### All notes here, including images, were taken from Pacheco's(2022) Introduction to Parallel Programming

# Chapter 1

## Concepts

**Serial Program:** a program that runs only one instruction at each step. 

**Parallel Program:** a program capable of running more than one instruction simultaneously at each step, with each instruction being run by an independent processing unit. Sometimes, dividing the workload of a serial program is not enough to increase its performance significantly. Thus, we must remodel the program and devise a **parallel algorithm** for it.

**Task-Parallelism:** divide tasks needed to solve a problem among the **core**(processing unit). Same data, different instructions.

**Data-Parallelism:** each **core** executes the same or very similar instructions, but they do so over different data(parts of the input needed to solve a problem). Same(similar) instructions, different data.

But it is **not** true that cores' work will be independent from each other for all problems. On some problems, for a core to proceed with its work, it might need data provided by another core. Even when that is not the case, a core might need to wait for its turn to operate. I.e., we need to plan their **coordination**.

**Communication:** data sharing among cores.

**Load Balancing:** each core's work share.

**Synchronization:** start/stop cores when needed. Planning their pacing, i.e., the moments in which they run their tasks, and preventing them from proceeding when they do not have data or when another core needs its current data.

**Classification Of Parallel Systems:** based on access to **memory** and operation **independence**.

**Memory:**

1. **Shared-Memory Systems:** single memory to store data used by all cores. Coordination through inspection and updating of shared memory.

![image.png](attachment:image.png)

2. **Distributed-Memory Systems:** each core has its own private memory. Coordination through communication between cores over a network.

![image-2.png](attachment:image-2.png)

**Data/Instruction Streams Independence:**

1. **Multiple-Instruction Multiple-Data(MIMD):** cores have their own data and instruction streams.
2. **Single-Instruction Multiple-Data(SIMD):** cores apply the same instruction over different data. If two cores need to execute different instructions, one idles while the other runs.

# Chapter 2

## Concepts

**Serial Hardware/Software:** runs a single job at a time.

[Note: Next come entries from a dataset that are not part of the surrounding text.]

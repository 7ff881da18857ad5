//! Schema snapshot
//!
//! A [`Schema`] is an immutable snapshot of object types, their pointers
//! (links and properties, with multiplicity metadata), declared access
//! policies and session globals. It is produced by DDL (outside this
//! workspace) through [`SchemaBuilder`] and shared read-only by every
//! compilation running against the same version.
//!
//! # Inheritance
//!
//! Every type implicitly extends the abstract root type `Object`, which
//! carries the implicit `id` property. Ancestor and descendant closures are
//! computed once when the snapshot is built:
//! - `ancestors_of(Issue)` returns `[Named, Owned, Text, Object]` (nearest first)
//! - `descendants_of(Owned)` returns `[Comment, Issue, LogEntry]`
//!
//! Cycles in the `extending` graph are rejected at build time.

use crate::access::AccessPolicy;
use crate::error::{Error, Result};
use crate::name::{TypeName, ID_POINTER};
use crate::value::{ScalarType, Value};
use smallvec::SmallVec;
use std::collections::{BTreeMap, HashMap, HashSet, VecDeque};
use std::sync::Arc;

/// Static empty slice for missing entries
static EMPTY_TYPES: &[TypeName] = &[];

/// Declared multiplicity of a pointer
#[derive(Debug, Clone, Copy, PartialEq, Eq, Hash)]
pub enum Cardinality {
    Single,
    Multi,
}

/// What a pointer points at
#[derive(Debug, Clone, PartialEq, Eq)]
pub enum PointerTarget {
    /// A property holding scalar values
    Scalar(ScalarType),
    /// A link to objects of one of these types (a union when more than one)
    Objects(Vec<TypeName>),
}

/// A link or property declared on an object type
#[derive(Debug, Clone, PartialEq, Eq)]
pub struct Pointer {
    pub name: String,
    pub target: PointerTarget,
    pub required: bool,
    pub cardinality: Cardinality,
}

impl Pointer {
    /// Optional single property
    pub fn property(name: impl Into<String>, ty: ScalarType) -> Self {
        Self {
            name: name.into(),
            target: PointerTarget::Scalar(ty),
            required: false,
            cardinality: Cardinality::Single,
        }
    }

    /// Optional single link to one type
    pub fn link(name: impl Into<String>, target: impl Into<TypeName>) -> Self {
        Self::union_link(name, [target.into()])
    }

    /// Optional single link to a union of types (`Tgt | BadTgt`)
    pub fn union_link<T: Into<TypeName>>(
        name: impl Into<String>,
        targets: impl IntoIterator<Item = T>,
    ) -> Self {
        Self {
            name: name.into(),
            target: PointerTarget::Objects(targets.into_iter().map(Into::into).collect()),
            required: false,
            cardinality: Cardinality::Single,
        }
    }

    /// Builder: mark as `required`
    pub fn required(mut self) -> Self {
        self.required = true;
        self
    }

    /// Builder: mark as `multi`
    pub fn multi(mut self) -> Self {
        self.cardinality = Cardinality::Multi;
        self
    }

    pub fn is_link(&self) -> bool {
        matches!(self.target, PointerTarget::Objects(_))
    }

    pub fn is_single(&self) -> bool {
        self.cardinality == Cardinality::Single
    }

    /// Target types of a link; empty for properties
    pub fn target_types(&self) -> &[TypeName] {
        match &self.target {
            PointerTarget::Objects(types) => types,
            PointerTarget::Scalar(_) => EMPTY_TYPES,
        }
    }

    /// `"link"` or `"property"`, for messages
    pub fn kind_str(&self) -> &'static str {
        if self.is_link() {
            "link"
        } else {
            "property"
        }
    }
}

/// A named object type
#[derive(Debug, Clone, PartialEq)]
pub struct ObjectType {
    pub name: TypeName,
    pub is_abstract: bool,
    /// Direct bases; empty means "extends Object"
    pub bases: Vec<TypeName>,
    pub pointers: Vec<Pointer>,
    pub policies: Vec<AccessPolicy>,
}

impl ObjectType {
    /// Concrete type
    pub fn new(name: impl Into<TypeName>) -> Self {
        Self {
            name: name.into(),
            is_abstract: false,
            bases: Vec::new(),
            pointers: Vec::new(),
            policies: Vec::new(),
        }
    }

    /// Abstract type (never has direct instances)
    pub fn abstract_type(name: impl Into<TypeName>) -> Self {
        Self {
            is_abstract: true,
            ..Self::new(name)
        }
    }

    /// Builder: add a direct base
    pub fn extending(mut self, base: impl Into<TypeName>) -> Self {
        self.bases.push(base.into());
        self
    }

    /// Builder: declare a pointer
    pub fn pointer(mut self, pointer: Pointer) -> Self {
        self.pointers.push(pointer);
        self
    }

    /// Builder: declare an access policy
    pub fn policy(mut self, policy: AccessPolicy) -> Self {
        self.policies.push(policy);
        self
    }

    /// Pointer declared directly on this type
    pub fn own_pointer(&self, name: &str) -> Option<&Pointer> {
        self.pointers.iter().find(|p| p.name == name)
    }
}

/// A session/global variable declaration
#[derive(Debug, Clone, PartialEq, Eq)]
pub struct GlobalDef {
    pub name: String,
    pub ty: ScalarType,
    pub required: bool,
    pub default: Option<Value>,
}

impl GlobalDef {
    pub fn new(name: impl Into<String>, ty: ScalarType) -> Self {
        Self {
            name: name.into(),
            ty,
            required: false,
            default: None,
        }
    }

    /// Builder: mark as `required` (must also carry a default)
    pub fn required(mut self) -> Self {
        self.required = true;
        self
    }

    /// Builder: set the default value
    pub fn with_default(mut self, value: impl Into<Value>) -> Self {
        self.default = Some(value.into());
        self
    }
}

/// Immutable schema snapshot
#[derive(Debug, Clone)]
pub struct Schema {
    version: u64,
    types: BTreeMap<TypeName, ObjectType>,
    globals: BTreeMap<String, GlobalDef>,
    /// Transitive closure: type -> all ancestors, nearest first (NOT including itself)
    ancestors: HashMap<TypeName, Arc<[TypeName]>>,
    /// Transitive closure: type -> all descendants (NOT including itself)
    descendants: HashMap<TypeName, Arc<[TypeName]>>,
}

impl Schema {
    /// Start building a schema snapshot
    pub fn builder() -> SchemaBuilder {
        SchemaBuilder::default()
    }

    /// Schema version (epoch). Used to invalidate derived caches.
    pub fn version(&self) -> u64 {
        self.version
    }

    /// Look up an object type
    pub fn get(&self, name: &str) -> Option<&ObjectType> {
        self.types.get(name)
    }

    /// Look up an object type, failing on unknown names
    pub fn object_type(&self, name: &str) -> Result<&ObjectType> {
        self.get(name).ok_or_else(|| Error::unknown_type(name))
    }

    /// All object types, ordered by name
    pub fn types(&self) -> impl Iterator<Item = &ObjectType> {
        self.types.values()
    }

    /// All ancestors of `name` (bases, transitively), nearest first.
    ///
    /// Does NOT include `name` itself. Returns an empty slice for unknown types.
    pub fn ancestors_of(&self, name: &str) -> &[TypeName] {
        self.ancestors
            .get(name)
            .map(|arc| arc.as_ref())
            .unwrap_or(EMPTY_TYPES)
    }

    /// All descendants of `name` (subtypes, transitively).
    ///
    /// Does NOT include `name` itself.
    pub fn descendants_of(&self, name: &str) -> &[TypeName] {
        self.descendants
            .get(name)
            .map(|arc| arc.as_ref())
            .unwrap_or(EMPTY_TYPES)
    }

    /// True if `sub` is `sup` or one of its descendants
    pub fn is_subtype(&self, sub: &str, sup: &str) -> bool {
        sub == sup || self.ancestors_of(sub).iter().any(|a| a.as_str() == sup)
    }

    /// `name` plus its descendants, restricted to non-abstract types.
    ///
    /// These are the types whose instances a reference to `name` denotes.
    pub fn concrete_types(&self, name: &str) -> Result<Vec<TypeName>> {
        let ty = self.object_type(name)?;
        let mut out = Vec::new();
        if !ty.is_abstract {
            out.push(ty.name.clone());
        }
        for desc in self.descendants_of(name) {
            if self.get(desc).is_some_and(|t| !t.is_abstract) {
                out.push(desc.clone());
            }
        }
        Ok(out)
    }

    /// Resolve a pointer on `ty`, searching the type itself, then its
    /// ancestors nearest first. Returns the declaring type with the pointer.
    pub fn resolve_pointer(&self, ty: &str, name: &str) -> Option<(&ObjectType, &Pointer)> {
        let own = self.get(ty)?;
        std::iter::once(own)
            .chain(self.ancestors_of(ty).iter().filter_map(|a| self.get(a)))
            .find_map(|t| t.own_pointer(name).map(|p| (t, p)))
    }

    /// Pointer visible on `ty` (own or inherited)
    pub fn pointer(&self, ty: &str, name: &str) -> Option<&Pointer> {
        self.resolve_pointer(ty, name).map(|(_, p)| p)
    }

    /// Access policies declared directly on `ty` (not inherited)
    pub fn policies_for(&self, ty: &str) -> Result<&[AccessPolicy]> {
        Ok(&self.object_type(ty)?.policies)
    }

    /// Types that declare a pointer named `name` themselves
    pub fn types_with_pointer(&self, name: &str) -> Vec<TypeName> {
        self.types
            .values()
            .filter(|t| t.own_pointer(name).is_some())
            .map(|t| t.name.clone())
            .collect()
    }

    /// Look up a global declaration
    pub fn global(&self, name: &str) -> Option<&GlobalDef> {
        self.globals.get(name)
    }
}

**Von Neumann Architecture:** consists of the following

1. **Main Memory:** locations for the storage of data or instructions. Locations have their own **addresses** and **contents**. From address to location, in location, contents, either data or instruction.
   
2. **Central Processing Unit:** divided into **control unit**, **data-path**, and **registers**.

* Registers: stores information about the state of a program. This storage is faster than main memory and secondary storages(HDD, SSD, etc.), and is exclusive to the CPU.
* Control Unit: decides which instructions should be executed.
  * Program Counter: a special register, stores the _address_ of the next instruction.
* Data-Path: runs the instructions.

3. **Interconnection(Bus):** channel through which data and instructions are exchanged between memory and cpu. Channel capacity determines the **Von Neumann Bottleneck**, i.e., the rate of information exchange between the components. Why is this important? Because cpus works faster than they can get data from memory.

**Multitasking:** slice an interval of time and assign the execution of one program to a slice. Switch between programs according to some rule, e.g., switch to program B whenever program A needs a resource that is not yet available, i.e., when A is _blocked_. Programs can be assigned to **threads**, which will handle programs as different, independent, tasks. A _process_( the master thread ) coordinates programs. Whenever a thread starts, it **forks** from the master. When it finishes its job, it is **joined** back to the master.

To handle problems and limitations of the Von Neumann Architecture, some modifications were proposed. Most of them target the bottleneck.

**Cache:** memory locations, usually (physically)near the cpu, that are easier to access. How to decide what goes into it? A common heuristic to handle this problem is the principle of **locality**, i.e., programs _tend_ to use data and instructions stored in physical locations that are near the locations of data and instructions that it used recently. I.e., logically dependent and temporally close data and instructions are stored near to each other. Thus, keep in cache things that are used more frequently.

**Cache Blocks:** remember the interconnection? Instead of flooding it with _individual/single_ instructions/data, use it to communicate **blocks** of instructions/data, which are called **cache blocks/lines**. This means fetching instructions/data from _multiple_ locations in memory at once.

 * When buying processors, have you ever seen **L1, L2, L3** caches on the specs? These are the cache **levels**, where lower numbered levels are smallest and fastest.

**Cache Hit and Miss:** check the cache for information, if the information is there, call it a **cache hit**, else, call it a **cache miss**.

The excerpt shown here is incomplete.